Start here
When an AI system deletes a production database, ignores a stop command, or autonomously attacks someone's reputation, somebody has to work out what actually happened — what the system did, why, what evidence can be trusted, and who is accountable. There is currently no established methodology, no shared evidence standard, and no central reference for that work. This site is an attempt to build one, in the open.
Incident databases exist — they classify trends. This is a practitioner resource: case files written as investigations, evidence checklists, the frameworks that exist (and what each one fails to cover), reporting deadlines, and a glossary that translates the jargon. No machine-learning background is assumed. If you come from traditional investigations, cyber incident response, law, journalism, or risk — this is written for you.
Everything here is sourced from the public record, dated, and maintained. Where the record is thin or contested, that is stated: uncertainty is a finding.
Playbooks // workflow, not links
First Hours: AI Incident Response (PB-001, v0.1) — what to do in the first four hours after an AI agent does something harmful, written for whoever is on point at 3am, no ML background assumed. Built around the decision cyber IR never had to make: stopping the agent destroys the evidence. Covers the containment escalation ladder (revoke credentials → disconnect → suspend → kill, in that order), the order of volatility for agent evidence, the do-not-do list (starting with: don't ask the agent why it did it — yet), the five standard hypotheses, and every regulatory and practical clock that starts running at awareness. Markdown source.

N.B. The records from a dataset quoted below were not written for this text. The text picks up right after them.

//! Response DTOs for the cache facade API
//!
//! Defines the structure of outgoing HTTP response bodies.

use serde::Serialize;

use crate::facade::{AddedEntry, Lookup};
use crate::keys::{Fingerprint, StoredValue};

/// Response body for `check_cache`
#[derive(Debug, Clone, Serialize)]
pub struct CheckCacheResponse {
    pub found: bool,
    pub value: Option<StoredValue>,
}

impl From<Lookup> for CheckCacheResponse {
    fn from(lookup: Lookup) -> Self {
        Self {
            found: lookup.found,
            value: lookup.value,
        }
    }
}

/// Response body for `get_value`
#[derive(Debug, Clone, Serialize)]
pub struct GetValueResponse {
    /// The requested fingerprint
    pub key: Fingerprint,
    /// The stored value, `null` when absent
    pub value: Option<StoredValue>,
}

/// Response body for `add_entry`
#[derive(Debug, Clone, Serialize)]
pub struct AddEntryResponse {
    pub fingerprint: Fingerprint,
    pub written: bool,
    #[serde(skip_serializing_if = "Option::is_none")]
    pub previous: Option<StoredValue>,
}

impl From<AddedEntry> for AddEntryResponse {
    fn from(added: AddedEntry) -> Self {
        Self {
            fingerprint: added.fingerprint,
            written: added.written,
            previous: added.previous,
        }
    }
}

/// Response body for `remove_entry` and `update_entry`
#[derive(Debug, Clone, Serialize)]
pub struct EntryAddressResponse {
    pub fingerprint: Fingerprint,
}

/// One element of the `get_entries` listing
#[derive(Debug, Clone, Serialize)]
pub struct EntryResponse {
    pub fingerprint: Fingerprint,
    pub value: StoredValue,
}

/// Response body for the health endpoint (GET /health)
#[derive(Debug, Clone, Serialize)]
pub struct HealthResponse {
    /// Health status (e.g., "healthy")
    pub status: String,
    /// Current timestamp in ISO 8601 format
    pub timestamp: String,
}

impl HealthResponse {
    /// Creates a new HealthResponse with current timestamp
    pub fn healthy() -> Self {
        Self {
            status: "healthy".to_string(),
            timestamp: chrono::Utc::now().to_rfc3339(),
        }
    }
}

/// Error response body for all error conditions
#[derive(Debug, Clone, Serialize)]
pub struct ErrorResponse {
    /// Error message describing what went wrong
    pub error: String,
}

impl ErrorResponse {
    pub fn new(error: impl Into<String>) -> Self {
        Self {
            error: error.into(),
        }
    }
}
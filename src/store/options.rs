//! Write Options Module
//!
//! Conditional and expiry semantics applied to a single store write.

use serde_json::{Map, Value};

use crate::error::{CacheError, Result};

/// Placeholder the transport submits for an omitted field.
pub const UNSET_SENTINEL: &str = "0";

// == Field Names ==
/// Native option name and its long alias, in store order.
const FIELDS: [(&str, &str); 8] = [
    ("ex", "expire_after_seconds"),
    ("px", "expire_after_millis"),
    ("nx", "only_if_absent"),
    ("xx", "only_if_present"),
    ("keepttl", "retain_existing_ttl"),
    ("get", "return_previous_value"),
    ("exat", "expire_at_unix_seconds"),
    ("pxat", "expire_at_unix_millis"),
];

// == Write Options ==
/// Options for one `SET`, mapped 1:1 onto the store's native flags.
///
/// `None` / `false` means the option was not requested.
#[derive(Debug, Clone, Copy, Default, PartialEq, Eq)]
pub struct WriteOptions {
    /// `EX`: relative expiry in seconds
    pub expire_after_seconds: Option<u64>,
    /// `PX`: relative expiry in milliseconds
    pub expire_after_millis: Option<u64>,
    /// `NX`: write only when no entry exists
    pub only_if_absent: bool,
    /// `XX`: write only when an entry exists
    pub only_if_present: bool,
    /// `KEEPTTL`: keep the expiry of the entry being overwritten
    pub retain_existing_ttl: bool,
    /// `GET`: reply with the value being replaced
    pub return_previous_value: bool,
    /// `EXAT`: absolute expiry as a Unix timestamp in seconds
    pub expire_at_unix_seconds: Option<u64>,
    /// `PXAT`: absolute expiry as a Unix timestamp in milliseconds
    pub expire_at_unix_millis: Option<u64>,
}

impl WriteOptions {
    // == Constructor ==
    /// Options that request nothing: a plain overwrite with no expiry.
    pub fn new() -> Self {
        Self::default()
    }

    // == Normalize ==
    /// Builds options from a raw field map as submitted by a client.
    ///
    /// The sentinel `"0"` and JSON `null` mean "field omitted". Field names
    /// may be the store's native names (`ex`, `nx`, ...) or their long
    /// aliases. The result is validated before it is returned.
    pub fn normalize(raw: &Map<String, Value>) -> Result<Self> {
        let mut options = Self::default();

        for (name, value) in raw {
            if is_unset(value) {
                continue;
            }

            let native = FIELDS
                .iter()
                .find(|(short, long)| name == short || name == long)
                .map(|(short, _)| *short);

            match native {
                Some("ex") => options.expire_after_seconds = Some(parse_number(name, value)?),
                Some("px") => options.expire_after_millis = Some(parse_number(name, value)?),
                Some("exat") => options.expire_at_unix_seconds = Some(parse_number(name, value)?),
                Some("pxat") => options.expire_at_unix_millis = Some(parse_number(name, value)?),
                Some("nx") => options.only_if_absent = parse_flag(name, value)?,
                Some("xx") => options.only_if_present = parse_flag(name, value)?,
                Some("keepttl") => options.retain_existing_ttl = parse_flag(name, value)?,
                Some("get") => options.return_previous_value = parse_flag(name, value)?,
                _ => {
                    return Err(CacheError::InvalidWriteOptions(format!(
                        "unknown option '{}'",
                        name
                    )))
                }
            }
        }

        options.validate()?;
        Ok(options)
    }

    // == Validate ==
    /// Rejects combinations the store would refuse.
    pub fn validate(&self) -> Result<()> {
        if self.only_if_absent && self.only_if_present {
            return Err(CacheError::InvalidWriteOptions(
                "'nx' and 'xx' are mutually exclusive".to_string(),
            ));
        }

        let expiries = [
            ("ex", self.expire_after_seconds),
            ("px", self.expire_after_millis),
            ("exat", self.expire_at_unix_seconds),
            ("pxat", self.expire_at_unix_millis),
        ];

        if let Some((name, _)) = expiries.iter().find(|(_, v)| *v == Some(0)) {
            return Err(CacheError::InvalidWriteOptions(format!(
                "'{}' must be greater than zero",
                name
            )));
        }

        let requested = expiries.iter().filter(|(_, v)| v.is_some()).count()
            + usize::from(self.retain_existing_ttl);
        if requested > 1 {
            return Err(CacheError::InvalidWriteOptions(
                "at most one of 'ex', 'px', 'exat', 'pxat', 'keepttl' may be set".to_string(),
            ));
        }

        Ok(())
    }

    /// Whether the write should happen given the current presence of the entry.
    pub fn permits(&self, exists: bool) -> bool {
        !(self.only_if_absent && exists || self.only_if_present && !exists)
    }

    // == Builders ==
    pub fn with_expire_after_seconds(mut self, seconds: u64) -> Self {
        self.expire_after_seconds = Some(seconds);
        self
    }

    pub fn with_expire_after_millis(mut self, millis: u64) -> Self {
        self.expire_after_millis = Some(millis);
        self
    }

    pub fn with_expire_at_unix_seconds(mut self, timestamp: u64) -> Self {
        self.expire_at_unix_seconds = Some(timestamp);
        self
    }

    pub fn with_expire_at_unix_millis(mut self, timestamp: u64) -> Self {
        self.expire_at_unix_millis = Some(timestamp);
        self
    }

    pub fn only_if_absent(mut self) -> Self {
        self.only_if_absent = true;
        self
    }

    pub fn only_if_present(mut self) -> Self {
        self.only_if_present = true;
        self
    }

    pub fn retain_existing_ttl(mut self) -> Self {
        self.retain_existing_ttl = true;
        self
    }

    pub fn return_previous_value(mut self) -> Self {
        self.return_previous_value = true;
        self
    }
}

fn is_unset(value: &Value) -> bool {
    match value {
        Value::Null => true,
        Value::String(s) => s == UNSET_SENTINEL,
        _ => false,
    }
}

fn parse_number(name: &str, value: &Value) -> Result<u64> {
    let parsed = match value {
        Value::Number(n) => n.as_u64(),
        Value::String(s) => s.trim().parse::<u64>().ok(),
        _ => None,
    };

    parsed.ok_or_else(|| {
        CacheError::InvalidWriteOptions(format!(
            "'{}' must be a non-negative integer, got {}",
            name, value
        ))
    })
}

fn parse_flag(name: &str, value: &Value) -> Result<bool> {
    match value {
        Value::Bool(b) => Ok(*b),
        Value::String(s) if s.eq_ignore_ascii_case("true") || s == "1" => Ok(true),
        Value::String(s) if s.eq_ignore_ascii_case("false") => Ok(false),
        _ => Err(CacheError::InvalidWriteOptions(format!(
            "'{}' must be a boolean, got {}",
            name, value
        ))),
    }
}

// == Unit Tests ==
#[cfg(test)]
mod tests {
    use super::*;
    use serde_json::json;

    fn raw(value: Value) -> Map<String, Value> {
        match value {
            Value::Object(map) => map,
            _ => panic!("expected object"),
        }
    }

    #[test]
    fn test_default_requests_nothing() {
        let options = WriteOptions::new();
        assert_eq!(options.expire_after_seconds, None);
        assert!(options.permits(true));
        assert!(options.permits(false));
        assert!(options.validate().is_ok());
    }

    #[test]
    fn test_zero_sentinel_is_absent() {
        let options = WriteOptions::normalize(&raw(json!({ "ex": "0" }))).unwrap();
        assert_eq!(options.expire_after_seconds, None);
    }

    #[test]
    fn test_non_zero_passes_through() {
        let options = WriteOptions::normalize(&raw(json!({ "ex": "30" }))).unwrap();
        assert_eq!(options.expire_after_seconds, Some(30));
    }

    #[test]
    fn test_placeholder_form_is_all_unset() {
        let options = WriteOptions::normalize(&raw(json!({
            "ex": "0", "px": "0", "nx": "0", "xx": "0",
            "keepttl": "0", "get": "0", "exat": "0", "pxat": "0"
        })))
        .unwrap();
        assert_eq!(options, WriteOptions::default());
    }

    #[test]
    fn test_null_is_absent() {
        let options = WriteOptions::normalize(&raw(json!({ "px": null }))).unwrap();
        assert_eq!(options.expire_after_millis, None);
    }

    #[test]
    fn test_long_aliases() {
        let options = WriteOptions::normalize(&raw(json!({
            "expire_after_millis": 1500,
            "only_if_absent": true,
            "return_previous_value": "true"
        })))
        .unwrap();
        assert_eq!(options.expire_after_millis, Some(1500));
        assert!(options.only_if_absent);
        assert!(options.return_previous_value);
    }

    #[test]
    fn test_unknown_field_rejected() {
        let result = WriteOptions::normalize(&raw(json!({ "ttl": 5 })));
        assert!(matches!(result, Err(CacheError::InvalidWriteOptions(_))));
    }

    #[test]
    fn test_malformed_number_rejected() {
        for bad in [json!("soon"), json!(-5), json!(1.5), json!(true)] {
            let result = WriteOptions::normalize(&raw(json!({ "ex": bad })));
            assert!(matches!(result, Err(CacheError::InvalidWriteOptions(_))));
        }
    }

    #[test]
    fn test_malformed_flag_rejected() {
        let result = WriteOptions::normalize(&raw(json!({ "nx": "maybe" })));
        assert!(matches!(result, Err(CacheError::InvalidWriteOptions(_))));
    }

    #[test]
    fn test_explicit_typed_zero_rejected() {
        let result = WriteOptions::normalize(&raw(json!({ "ex": 0 })));
        assert!(matches!(result, Err(CacheError::InvalidWriteOptions(_))));
    }

    #[test]
    fn test_nx_and_xx_rejected() {
        let options = WriteOptions::new().only_if_absent().only_if_present();
        assert!(matches!(
            options.validate(),
            Err(CacheError::InvalidWriteOptions(_))
        ));
    }

    #[test]
    fn test_multiple_expiries_rejected() {
        let options = WriteOptions::new()
            .with_expire_after_seconds(10)
            .with_expire_at_unix_millis(1_000);
        assert!(options.validate().is_err());

        let options = WriteOptions::new()
            .with_expire_after_millis(10)
            .retain_existing_ttl();
        assert!(options.validate().is_err());
    }

    #[test]
    fn test_permits() {
        let nx = WriteOptions::new().only_if_absent();
        assert!(nx.permits(false));
        assert!(!nx.permits(true));

        let xx = WriteOptions::new().only_if_present();
        assert!(xx.permits(true));
        assert!(!xx.permits(false));

        let plain = WriteOptions::new();
        assert!(plain.permits(true) && plain.permits(false));
    }
}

v0.1, written from the public record of real incidents and adapted investigative practice. Field feedback wanted: what held, what broke, what's missing.
Case files // investigated incidents, public record only
Each file separates observation from inference, lists what a structured investigation would need to answer, and records what was actually investigated. The pattern across all entries so far: no formal investigation was conducted or published. Documenting that pattern is the point.
Frameworks // what exists, and what each fails to cover
Reporting, detection, and causal-factor analysis are increasingly covered. Investigation of intentional-analog behavior is covered by nothing. Every entry below is assessed on both sides of that line — full annotations in the repository page.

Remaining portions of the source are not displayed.